Task requirements :: All that is needed is every line of the listing below that has "None".

= = = = = = =

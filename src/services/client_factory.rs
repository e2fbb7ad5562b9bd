use reqwest::Client;
use std::sync::Arc;
use tracing::{debug, info, warn};

use crate::{
    config::FederationConfig,
    error::{AppError, AppResult},
    models::{BotAccount, ProtocolVersion},
    repositories::AccountStore,
};

use super::{FederationClient, NodeInfoCache, build_client};

/// 客户端构建接口，测试中以假实现替换
#[async_trait::async_trait]
pub trait ClientProvider: Send + Sync {
    /// 为账号构建客户端，必要时登录
    async fn client_for(&self, account: &BotAccount) -> AppResult<Arc<dyn FederationClient>>;

    /// 构建不带身份的客户端
    async fn anonymous(&self, host: &str) -> AppResult<Arc<dyn FederationClient>>;
}

/// 根据 nodeinfo 选择协议版本并构建客户端
pub struct ProtocolClientFactory {
    http: Client,
    config: FederationConfig,
    node_info: Arc<NodeInfoCache>,
    accounts: Arc<dyn AccountStore>,
}

impl ProtocolClientFactory {
    pub fn new(
        http: Client,
        config: FederationConfig,
        node_info: Arc<NodeInfoCache>,
        accounts: Arc<dyn AccountStore>,
    ) -> Self {
        Self {
            http,
            config,
            node_info,
            accounts,
        }
    }

    /// 探测实例协议版本
    pub async fn protocol_for(&self, host: &str) -> AppResult<ProtocolVersion> {
        let info = self.node_info.get(host).await?;
        ProtocolVersion::detect(&info, &self.config.legacy_version_prefix).ok_or_else(|| {
            AppError::unsupported_protocol(
                host,
                format!("{} {}", info.software.name, info.software.version),
            )
        })
    }

    fn build(
        &self,
        protocol: ProtocolVersion,
        host: &str,
        jwt: Option<String>,
    ) -> Arc<dyn FederationClient> {
        build_client(
            protocol,
            self.http.clone(),
            host,
            &self.config.origin(host),
            jwt,
        )
    }
}

#[async_trait::async_trait]
impl ClientProvider for ProtocolClientFactory {
    async fn client_for(&self, account: &BotAccount) -> AppResult<Arc<dyn FederationClient>> {
        let protocol = self.protocol_for(&account.host).await?;
        debug!(host = %account.host, %protocol, "构建客户端");

        let (true, Some(password)) = (account.needs_login(), account.password.as_deref()) else {
            return Ok(self.build(protocol, &account.host, account.jwt.clone()));
        };

        let token = self
            .build(protocol, &account.host, None)
            .login(&account.username, password)
            .await?;
        info!(host = %account.host, username = %account.username, "登录成功，写回令牌");

        let mut updated = account.clone();
        updated.jwt = Some(token.clone());
        // 写回失败只影响下一轮是否需要重新登录
        if let Err(e) = self.accounts.upsert(&updated).await {
            warn!(host = %account.host, error = %e, "保存令牌失败");
        }

        Ok(self.build(protocol, &account.host, Some(token)))
    }

    async fn anonymous(&self, host: &str) -> AppResult<Arc<dyn FederationClient>> {
        let protocol = self.protocol_for(host).await?;
        Ok(self.build(protocol, host, None))
    }
}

= = = = = = =

Written solution ::
            .build(protocol, &account.host, None)
        Ok(self.build(protocol, host, None))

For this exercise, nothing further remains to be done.